3.3 Mulheres sábias (rekhet)#

Manuais mágicos (p. ex., P. Leiden I 348) mencionam uma rḫ‑t que “conhece o rito” para o parto ou o diagnóstico de sonhos — um eco de rḫ aplicado fora dos muros do templo.


4 • Cenários rituais#

  1. Nomeação dos guardiões dos portais – Os Livros dos Portais e das Cavernas exigem que o morto proclame “Conheço o teu nome, ó Guardião!” em cada portal; o verbo rḫ pontua cada desafio.
  2. Teurgias solares – Sacerdotes do ciclo de Bremner–Rhind recitam o “conhecimento dos membros de Rá” para matar Apófis todas as noites.
  3. Magia médica – Capítulos do Papiro de Ebers marcados como “conhecimento secreto dos médicos” (sštꜣ n swnw rḫ) fundem remédio empírico e gnose sagrada.

5 • Teologia do Conhecer#

Tot, patrono dos escribas, ostenta epítetos como “Grande Aquele que conhece a si mesmo” e rḫ‑ỉḫy “erudito-mago”. Em hinos templários tardios, é chamado de “Coração de Rê, por cujo conhecimento os deuses vivem”.

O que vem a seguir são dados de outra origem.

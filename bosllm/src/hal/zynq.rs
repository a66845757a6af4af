// Copyright (C) 2019  Braiins Systems s.r.o.
//
// This file is part of Braiins Open-Source Initiative (BOSI).
//
// BOSI is free software: you can redistribute it and/or modify
// it under the terms of the GNU General Public License as published by
// the Free Software Foundation, either version 3 of the License, or
// (at your option) any later version.
//
// This program is distributed in the hope that it will be useful,
// but WITHOUT ANY WARRANTY; without even the implied warranty of
// MERCHANTABILITY or FITNESS FOR A PARTICULAR PURPOSE.  See the
// GNU General Public License for more details.
//
// You should have received a copy of the GNU General Public License
// along with this program.  If not, see <https://www.gnu.org/licenses/>.
//
// Please, keep in mind that we may also license BOSI or any part thereof
// under a proprietary license. For more information on the terms and conditions
// of such proprietary license or if you have any other questions, please
// contact us at opensource@braiins.com.

//! Zynq register window backend.
//!
//! The accelerator's AXI register bank is exported through a UIO device;
//! mapping 0 covers the whole 4 KiB window. All accesses are volatile
//! 32-bit reads/writes so the compiler can neither elide nor reorder
//! them.

use super::Registers;
use crate::error::{self, ErrorKind};
use crate::regs;

use ii_logging::macros::*;

use std::ptr;

pub struct ZynqRegisters {
    map: uio::UioMapping,
}

// The mapping is only dereferenced through volatile 32-bit accesses and
// the engine/interrupt threads touch disjoint registers.
unsafe impl Send for ZynqRegisters {}
unsafe impl Sync for ZynqRegisters {}

impl ZynqRegisters {
    /// Maps the register window of the UIO device called `uio_name`
    pub fn open(uio_name: &str) -> error::Result<Self> {
        let uio = uio::UioDevice::open_by_name(uio_name).map_err(|e| {
            ErrorKind::DeviceUnavailable(format!("uio device {:?}: {}", uio_name, e))
        })?;
        let map = uio.map_mapping(0).map_err(|e| {
            ErrorKind::DeviceUnavailable(format!(
                "cannot map registers of {:?}: {}",
                uio_name, e
            ))
        })?;
        info!("mapped accelerator register window via uio device {}", uio_name);
        Ok(Self { map })
    }

    #[inline]
    fn reg_ptr(&self, offset: usize) -> *mut u32 {
        assert!(
            offset & 0x3 == 0 && offset < regs::REG_WINDOW_SIZE,
            "register access outside the window: 0x{:x}",
            offset
        );
        (self.map.ptr as *mut u8).wrapping_add(offset) as *mut u32
    }
}

impl Registers for ZynqRegisters {
    #[inline]
    fn read(&self, offset: usize) -> u32 {
        unsafe { ptr::read_volatile(self.reg_ptr(offset)) }
    }

    #[inline]
    fn write(&self, offset: usize, value: u32) {
        unsafe { ptr::write_volatile(self.reg_ptr(offset), value) }
    }
}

Para os egípcios, rḫ nunca é um dado passivo; é poder performativo (heka) que sustenta a maat. Portanto, qualquer rito que “funcione” deve primeiro ser formulado como rḫ.


Perguntas frequentes#

P 1. rḫ é o mesmo que a palavra para “fórmula” (rꜣ)? R. Não. rꜣ significa “enunciação” (literalmente “boca”), ao passo que rḫ é “conhecimento”. Muitos títulos registram ambos: “r n rḫ X, rꜣ n Y” — “Fórmula para conhecer X, enunciação para Y.”

P 2. Os egípcios comuns tinham acesso a textos de rḫ? R. Raramente; os custos de cópia mantinham os papiros completos restritos à elite. Mas breves fórmulas de “conhecer nomes” em amuletos permitiam aos não escribas mobilizar o mesmo princípio.

P 3. A divindade abibe Rekhyt está relacionada a rḫ? R. Sim; seu nome faz um trocadilho com “aqueles que conhecem (o rei)”. Iconograficamente, a ave se ajoelha louvando o governante, encarnando o conhecimento leal.


Fontes#

  1. Wiktionary, s.v. rḫ.
  2. Ancient Egyptian Magic and Witchcraft in the West, Cambridge Histories Online.
  3. UCL Digital Egypt. “The House of Life.”
  4. Wikipedia. “Lector Priest.”
  5. Oxford Handbook of the Egyptian Book of the Dead § BD 64.
  6. P. Bremner–Rhind, Book of Knowing the Creations of Ra (26,21 ff.).
  7. Brill, Letters to the Dead 4: Literacy in the Afterlife.
  8. Butler, Opening the Way of Writing: The Book of Thoth.
  9. EgyptToursPortal, “Magic in Ancient Egypt.”.